| Task item |
Tally the lines containing "started" in this data. Respond with the tally alone.

========================

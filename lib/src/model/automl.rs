//! Time-boxed model search.
//!
//! [`AutoMlModel`] walks a grid of [`LinearRegressorConfig`]s, scores each on
//! a seeded holdout and keeps the best. The wall-clock budget is soft: the
//! first candidate always finishes, later ones are skipped once the deadline
//! has passed, and a candidate that is running when the deadline passes stops
//! at the end of its current epoch.

use super::estimator::{LinearRegressor, LinearRegressorConfig, LossKind, SupervisedModel, SupervisedSettings};
use super::Model;
use crate::dataset::{Dataset, TARGET};
use crate::error::{PipelineError, Result};
use crate::evaluation::Metrics;
use crate::regularizers::Penalty;
use crate::table::Table;
use serde::{Deserialize, Serialize};
use serde_json::json;
use std::fs;
use std::path::{Path, PathBuf};
use std::time::{Duration, Instant};
use tracing::{debug, info, warn};

/// Default search budget.
pub const DEFAULT_TIME_LIMIT: Duration = Duration::from_secs(300);

/// File name of a saved predictor inside its run directory.
pub const PREDICTOR_FILE: &str = "predictor.bin";

const HOLDOUT_FRACTION: f64 = 0.8;

/// Size of the candidate grid.
#[derive(Debug, Clone, Copy, Default, PartialEq, Eq, Serialize, Deserialize)]
#[serde(rename_all = "snake_case")]
pub enum Preset {
    Medium,
    #[default]
    High,
    Best,
}

impl Preset {
    /// Candidates in search order; the first is the cheapest.
    pub fn candidates(self) -> Vec<LinearRegressorConfig> {
        let (rates, penalties, losses, epochs): (&[f64], &[Penalty], &[LossKind], usize) = match self {
            Preset::Medium => (&[0.05], &[Penalty::None, Penalty::L2(0.01)], &[LossKind::Mse], 100),
            Preset::High => (
                &[0.01, 0.05],
                &[Penalty::None, Penalty::L2(0.01), Penalty::L1(0.01)],
                &[LossKind::Mse],
                200,
            ),
            Preset::Best => (
                &[0.01, 0.05, 0.1],
                &[Penalty::None, Penalty::L2(0.01), Penalty::L2(0.1), Penalty::L1(0.01)],
                &[LossKind::Mse, LossKind::Mae],
                500,
            ),
        };
        let mut grid = Vec::new();
        for &loss in losses {
            for &penalty in penalties {
                for &learning_rate in rates {
                    grid.push(LinearRegressorConfig {
                        learning_rate,
                        max_epochs: epochs,
                        loss,
                        penalty,
                        ..Default::default()
                    });
                }
            }
        }
        grid
    }
}

impl std::str::FromStr for Preset {
    type Err = PipelineError;

    /// Accepts `medium`, `high`, `best`, with or without a `_quality` suffix.
    fn from_str(s: &str) -> Result<Self> {
        match s.trim().to_ascii_lowercase().trim_end_matches("_quality") {
            "medium" => Ok(Preset::Medium),
            "high" => Ok(Preset::High),
            "best" => Ok(Preset::Best),
            other => Err(PipelineError::Config(format!("unknown preset '{}'", other))),
        }
    }
}

/// One evaluated candidate.
#[derive(Debug, Clone, PartialEq, Serialize, Deserialize)]
pub struct CandidateScore {
    pub config: LinearRegressorConfig,
    pub holdout_mse: f64,
    pub elapsed_ms: u64,
}

#[derive(Debug, Clone, Serialize, Deserialize)]
pub struct AutoMlModel {
    name: String,
    time_limit: Duration,
    preset: Preset,
    seed: u64,
    best: Option<SupervisedModel<LinearRegressor>>,
    leaderboard: Vec<CandidateScore>,
}

impl Default for AutoMlModel {
    fn default() -> Self {
        Self::new(DEFAULT_TIME_LIMIT, Preset::default())
    }
}

impl AutoMlModel {
    pub fn new(time_limit: Duration, preset: Preset) -> Self {
        Self {
            name: "AutoMlModel".to_string(),
            time_limit,
            preset,
            seed: 0,
            best: None,
            leaderboard: Vec::new(),
        }
    }

    pub fn with_seed(mut self, seed: u64) -> Self {
        self.seed = seed;
        self
    }

    pub fn with_name(mut self, name: impl Into<String>) -> Self {
        self.name = name.into();
        self
    }

    pub fn time_limit(&self) -> Duration {
        self.time_limit
    }

    pub fn preset(&self) -> Preset {
        self.preset
    }

    /// Candidates in evaluation order.
    pub fn leaderboard(&self) -> &[CandidateScore] {
        &self.leaderboard
    }

    pub fn best_config(&self) -> Option<&LinearRegressorConfig> {
        self.best.as_ref().map(|m| m.regressor().config())
    }

    /// Writes the trained predictor to `<root>/ag-<YYYYMMDD_HHMMSS>/predictor.bin`
    /// and returns the run directory.
    pub fn save<P: AsRef<Path>>(&self, root: P) -> Result<PathBuf> {
        if self.best.is_none() {
            return Err(PipelineError::ModelState(
                "cannot save an untrained AutoML model".to_string(),
            ));
        }
        let stamp = chrono::Local::now().format("%Y%m%d_%H%M%S");
        let dir = root.as_ref().join(format!("ag-{}", stamp));
        fs::create_dir_all(&dir)?;
        let bytes = bincode::serialize(self)?;
        fs::write(dir.join(PREDICTOR_FILE), bytes)?;
        info!(path = %dir.display(), "saved AutoML predictor");
        Ok(dir)
    }

    /// Loads a predictor saved by [`save`](Self::save). `path` may be the run
    /// directory or the predictor file itself.
    pub fn load<P: AsRef<Path>>(path: P) -> Result<Self> {
        let path = path.as_ref();
        let file = if path.is_dir() {
            path.join(PREDICTOR_FILE)
        } else {
            path.to_path_buf()
        };
        let bytes = fs::read(&file)?;
        Ok(bincode::deserialize(&bytes)?)
    }

    fn candidate(&self, config: LinearRegressorConfig, deadline: Instant) -> SupervisedModel<LinearRegressor> {
        let settings = SupervisedSettings {
            test_size: 0.0,
            seed: self.seed,
            ..Default::default()
        };
        SupervisedModel::with_settings(LinearRegressor::new(config).with_deadline(Some(deadline)), settings)
    }
}

impl Model for AutoMlModel {
    fn name(&self) -> String {
        self.name.clone()
    }

    fn train(&mut self, data: &Table) -> Result<()> {
        let started = Instant::now();
        let deadline = started + self.time_limit;
        let labelled: Vec<bool> = data
            .column(TARGET)?
            .to_f64()?
            .iter()
            .map(|v| v.is_some_and(f64::is_finite))
            .collect();
        let dataset = Dataset::new(data.filter(&labelled)?, "automl");
        if dataset.is_empty() {
            return Err(PipelineError::InvalidArgument(
                "no rows with a target value to train on".to_string(),
            ));
        }
        let (fit, holdout) = dataset.split(HOLDOUT_FRACTION, self.seed)?;
        // Tiny inputs leave nothing to score on; fit and score on everything.
        let (fit, holdout) = if holdout.is_empty() || fit.is_empty() {
            (dataset.clone(), dataset)
        } else {
            (fit, holdout)
        };
        let truth = holdout.table.dense_f64(TARGET)?;

        let grid = self.preset.candidates();
        info!(
            preset = ?self.preset,
            candidates = grid.len(),
            time_limit_s = self.time_limit.as_secs_f64(),
            "starting model search"
        );

        let mut leaderboard = Vec::new();
        let mut best: Option<(f64, SupervisedModel<LinearRegressor>)> = None;
        let mut last_error = None;
        for (i, config) in grid.into_iter().enumerate() {
            if i > 0 && Instant::now() >= deadline {
                warn!(evaluated = i, "time limit reached, stopping search");
                break;
            }
            let t0 = Instant::now();
            let mut model = self.candidate(config, deadline);
            // a diverging learning rate only disqualifies this candidate
            if let Err(e) = model.train(&fit.table) {
                warn!(candidate = i, error = %e, "candidate failed");
                last_error = Some(e);
                continue;
            }
            let predictions = model.predict(&holdout.table)?;
            let mse = Metrics::mse(&truth, &predictions);
            let elapsed_ms = t0.elapsed().as_millis() as u64;
            debug!(candidate = i, mse, elapsed_ms, "candidate scored");
            leaderboard.push(CandidateScore {
                config,
                holdout_mse: mse,
                elapsed_ms,
            });
            if best.as_ref().is_none_or(|(b, _)| mse < *b) {
                best = Some((mse, model));
            }
        }

        let Some((mse, model)) = best else {
            return Err(last_error.unwrap_or_else(|| {
                PipelineError::ModelState("no candidate could be trained".to_string())
            }));
        };
        info!(
            holdout_mse = mse,
            evaluated = leaderboard.len(),
            elapsed_s = started.elapsed().as_secs_f64(),
            "model search finished"
        );
        self.best = Some(model);
        self.leaderboard = leaderboard;
        Ok(())
    }

    fn predict(&self, data: &Table) -> Result<Vec<f64>> {
        self.best
            .as_ref()
            .ok_or_else(|| PipelineError::ModelState(format!("{} has not been trained", self.name)))?
            .predict(data)
    }

    fn info(&self) -> serde_json::Value {
        json!({
            "preset": self.preset,
            "time_limit_s": self.time_limit.as_secs_f64(),
            "seed": self.seed,
            "leaderboard": self.leaderboard,
            "best": self.best.as_ref().map(|m| m.info()),
        })
    }
}

#[cfg(test)]
mod tests {
    use super::*;
    use crate::table::Column;

    fn flights(n: usize) -> Table {
        let distance: Vec<f64> = (0..n).map(|i| (i % 13) as f64 * 50.0).collect();
        let tow: Vec<f64> = distance.iter().map(|d| 60000.0 + 30.0 * d).collect();
        Table::from_columns(vec![
            Column::str("flight_id", (0..n).map(|i| Some(format!("f{}", i))).collect()),
            Column::from_f64s("flown_distance", &distance),
            Column::from_f64s("tow", &tow),
        ])
        .unwrap()
    }

    #[test]
    fn test_search_keeps_best_candidate() {
        let mut model = AutoMlModel::new(Duration::from_secs(60), Preset::Medium);
        model.train(&flights(100)).unwrap();
        assert_eq!(model.leaderboard().len(), Preset::Medium.candidates().len());
        let best = model
            .leaderboard()
            .iter()
            .map(|c| c.holdout_mse)
            .fold(f64::INFINITY, f64::min);
        let info = model.info();
        assert_eq!(info["preset"], "medium");
        assert!(best.is_finite());
        assert_eq!(model.predict(&flights(7)).unwrap().len(), 7);
    }

    #[test]
    fn test_zero_budget_still_trains_first_candidate() {
        let mut model = AutoMlModel::new(Duration::ZERO, Preset::Best);
        model.train(&flights(30)).unwrap();
        assert_eq!(model.leaderboard().len(), 1);
        assert_eq!(model.best_config(), Preset::Best.candidates().first());
        assert_eq!(model.predict(&flights(3)).unwrap().len(), 3);
    }

    #[test]
    fn test_predict_before_train() {
        let model = AutoMlModel::default();
        assert_eq!(model.time_limit(), DEFAULT_TIME_LIMIT);
        assert!(matches!(
            model.predict(&flights(2)),
            Err(PipelineError::ModelState(_))
        ));
    }

    #[test]
    fn test_save_and_load() {
        let dir = tempfile::tempdir().unwrap();
        let mut model = AutoMlModel::new(Duration::from_secs(30), Preset::Medium);
        assert!(model.save(dir.path()).is_err());
        model.train(&flights(40)).unwrap();

        let run = model.save(dir.path()).unwrap();
        let dir_name = run.file_name().unwrap().to_string_lossy().into_owned();
        assert!(dir_name.starts_with("ag-"));
        assert_eq!(dir_name.len(), "ag-YYYYMMDD_HHMMSS".len());
        assert!(run.join(PREDICTOR_FILE).exists());

        let loaded = AutoMlModel::load(&run).unwrap();
        assert_eq!(loaded.leaderboard(), model.leaderboard());
        assert_eq!(loaded.predict(&flights(5)).unwrap(), model.predict(&flights(5)).unwrap());
    }

    #[test]
    fn test_preset_parsing() {
        assert_eq!("best_quality".parse::<Preset>().unwrap(), Preset::Best);
        assert_eq!("Medium".parse::<Preset>().unwrap(), Preset::Medium);
        assert!("extreme".parse::<Preset>().is_err());
        assert!(Preset::Medium.candidates().len() < Preset::Best.candidates().len());
    }
}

========================

| Result of this task |
3